Esti Nur
Fathonah adalah sosok yang mudah bergaul; sederhana, supel dan tidak sombong. Dalam beberapa kesempatan, saya bertemu dan sempat berbincang dengan
beliau. Kala itu, kebetulan saya mengikuti proses seleksi yang Esti juga ikuti,
dan kebetulan dalam beberapa kali seleksi itu, saya dan Esti sama-sama tak
lolos. Baru di proses seleksi paling mutkahir Esti lolos dan ditetapkan menjadi
salah satu komisioner KPU Provinsi Lampung. Proses seleksi yang menjadi succes story sekaligus bad story bagi Esti.
Saya tak
terlalu paham proses seleksi di tahun 2019 yang diikuti oleh Esti dan
kawan-kawan, karena saya tak lagi ikut mendaftar.
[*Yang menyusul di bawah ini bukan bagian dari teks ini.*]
//! Integration tests for the TowerBuilder API
//!
//! These tests drive a tower from document to SVG and bundle through the
//! public API only.

use std::io::Cursor;

use float_cmp::assert_approx_eq;

use mudmap::{
    MudmapError, TowerBuilder,
    config::AppConfig,
    layer::{LayerField, LayerId, LayerType},
    palette::GoldenAngleHue,
};

const PRIMARY_WITH_EXCESS: &str = r#"
    total_limit = "3,000,000"

    [[layers]]
    id = 1
    type = "primary"
    insurer = "Acme Re"
    limit = 1000000
    attachment = 0
    premium = 100
    share = 50

    [[layers]]
    id = 2
    type = "xol"
    insurer = "Harbor Mutual"
    limit = 2000000
    attachment = 1000000
    premium = 50
    share = 50
"#;

#[test]
fn test_parse_and_layout_primary_with_excess() {
    let builder = TowerBuilder::default();
    let tower = builder.parse(PRIMARY_WITH_EXCESS).unwrap();

    let elements = builder.layout(&tower);
    assert_eq!(elements.len(), 2);

    let primary = elements[0].rect();
    assert_eq!(elements[0].key(), "p-1");
    assert_approx_eq!(f64, primary.left(), 0.0);
    assert_approx_eq!(f64, primary.bottom(), 0.0);
    assert_approx_eq!(f64, primary.width(), 50.0);
    assert_approx_eq!(f64, primary.height(), 100.0 / 3.0, epsilon = 1e-9);

    let xol = elements[1].rect();
    assert_eq!(elements[1].key(), "x-2");
    assert_eq!(elements[1].z_index(), Some(2));
    assert_approx_eq!(f64, xol.left(), 0.0);
    assert_approx_eq!(f64, xol.bottom(), 100.0 / 3.0, epsilon = 1e-9);
    assert_approx_eq!(f64, xol.width(), 50.0);
    assert_approx_eq!(f64, xol.height(), 200.0 / 3.0, epsilon = 1e-9);
}

#[test]
fn test_render_svg() {
    let builder = TowerBuilder::new(AppConfig::default());
    let tower = builder.parse(PRIMARY_WITH_EXCESS).unwrap();

    let svg = builder.render_svg(&tower).unwrap();
    assert!(svg.contains("<svg"), "Output should contain SVG tag");
    assert!(svg.contains("</svg>"), "Output should be complete SVG");
    assert!(svg.contains("Harbor Mutual"));
}

#[test]
fn test_edits_change_layout() {
    let builder = TowerBuilder::default();
    let mut tower = builder.parse(PRIMARY_WITH_EXCESS).unwrap();
    assert_eq!(builder.layout(&tower).len(), 2);

    // Moving the attachment off the primary's limit unpairs the excess layer
    tower.update_field(LayerId(2), LayerField::Attachment, "1,500,000");
    assert_eq!(builder.layout(&tower).len(), 1);

    let id = tower.add_layer(&mut GoldenAngleHue::default());
    tower.change_type(id, LayerType::QuotaShare);
    tower.update_field(id, LayerField::Limit, "3,000,000");
    tower.update_field(id, LayerField::Share, "25");

    let elements = builder.layout(&tower);
    assert_eq!(elements.len(), 2);
    assert_eq!(elements[0].key(), format!("qs-{id}"));
    assert_approx_eq!(f64, elements[1].rect().left(), 25.0);
}

#[test]
fn test_export_bundle() {
    let builder = TowerBuilder::default();
    let tower = builder.parse(PRIMARY_WITH_EXCESS).unwrap();

    let cursor = builder
        .export_bundle(&tower, Cursor::new(Vec::new()))
        .unwrap();
    assert!(!cursor.into_inner().is_empty());
}

#[test]
fn test_builder_with_config() {
    let config: AppConfig = toml::from_str(
        r#"
        [layout]
        width = 400
        height = 400

        [style]
        background_color = "ivory"
        "#,
    )
    .unwrap();

    let builder = TowerBuilder::new(config);
    let tower = builder.parse(PRIMARY_WITH_EXCESS).unwrap();
    assert!(builder.render_svg(&tower).is_ok());
}

#[test]
fn test_invalid_style_color_fails_render() {
    let config: AppConfig = toml::from_str("[style]\ntext_color = \"nope\"\n").unwrap();

    let builder = TowerBuilder::new(config);
    let tower = builder.parse(PRIMARY_WITH_EXCESS).unwrap();

    let result = builder.render_svg(&tower);
    assert!(matches!(result, Err(MudmapError::Export(_))));
}

#[test]
fn test_parse_invalid_syntax_returns_error() {
    let result = TowerBuilder::default().parse("this is not a tower!!!");
    assert!(matches!(result, Err(MudmapError::Parse { .. })));
}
Namun, mengingat sulit dan
rumitnya proses seleksi sebelum-sebelumnya --yang menjadi salah satu alasan
saya untuk tidak lagi mengikuti proses seleksi tersebut-- memang membuka ruang
orang melakukan segala cara untuk bisa lolos, termasuk barangkali meminta
bantuan jin agar ingatannya tokcer
dan untuk ‘membisiki’ para ‘penentu.’
Rumit dan
sulit yang saya maksud, karena orang tak melulu bisa mengandalkan kecerdasan
otaknya, setiap peserta yang menginginkan lolos niscaya cerdas segalanya. Integritasnya
teruji, penguasaan terhadap peraturan mumpuni, narasinya logis, dan yang tak
kalah penting adalah jaringannya moncer.
Kita tak
usah berpura-pura lugu untuk menyatakan tak paham bahwa kecerdasan terakhir,
lobi dan berjejaring menjadi hal yang paling menentukan kelulusan dan lolosnya
seseorang di lembaga-lembaga publik tersebut. Teramat mudah menelusurinya, dari
pusat, provinsi hingga tingkat desa. Bahkan, untuk menjadi tenaga pendamping
desa, mereka yang tak cerdas berjejaring, maka ‘haram’ untuk bermimpi bisa
diterima, meski kualifikasi kecerdasan lainnya telah ia miliki.
Tak selalu
buruk, meski di-back up jaringan, para
pejabat yang terpilih tetap mampu bekerja profesional dan independen. Dampak
terburuknya, barangkali hanya terjadi saat seseorang yang menjalani proses itu
tak memiliki jejaring yang kuat dan solid. Ada banyak peserta yang tiba-tiba
mengaku menjadi anggota jaringan A, B dan C. Pengakuan instan yang memicu
transaksi.
Tradisi
titip menitip yang telah lama berlangsung tersebut hingga saat ini masih terus
dilestarikan, meski telah ada aturan yang melarang peserta seleksi untuk aktif
di organisasi kepemudaan dan kemasyarakatan, tetapi peraturan itu terkesan
hanya siasat kamuflase, agar terlihat ‘lebih netral’. Peraturan tak penting
yang justru mencederai kebebasan berserikat dan berkumpul.
Ruang gelap
pelanggaran yang ‘menjebak’ Esti untuk melakukan transaksi dengan peserta
seleksi di tingkat kabupaten/kota, bisa jadi juga karena pintu yang mereka
ketuk salah. Mereka sama sekali tak pernah ‘serumah’ atau tidak satu jaringan
‘emosi’ dengan Esti, sehingga kemungkinan ‘sesat’ dan terjebak di ruang gelap
‘transaksional’ itu terjadi. Namun, saya cukup memahami hal itu biasa (meski
tak bisa dan tak etis) terjadi terhadap mereka yang buntu jalan atau tak
memiliki akses.
Kiwari, Esti
tersudut dan merasa didzalimi. Ia mulai menabuh gong, menakbirkan ia tak
sendiri. Mengirim isyarat bahaya kepada mereka-mereka yang dituju, nama yang
hingga kini masih disimpan rapat di ingatannya. Namun, apakah Esti benar,
memiliki bukti kuat? Mengapa nama-nama
yang disebutnya berlumuran ‘tahi’ itu tak muncul dalam pembelaannya di DKPP?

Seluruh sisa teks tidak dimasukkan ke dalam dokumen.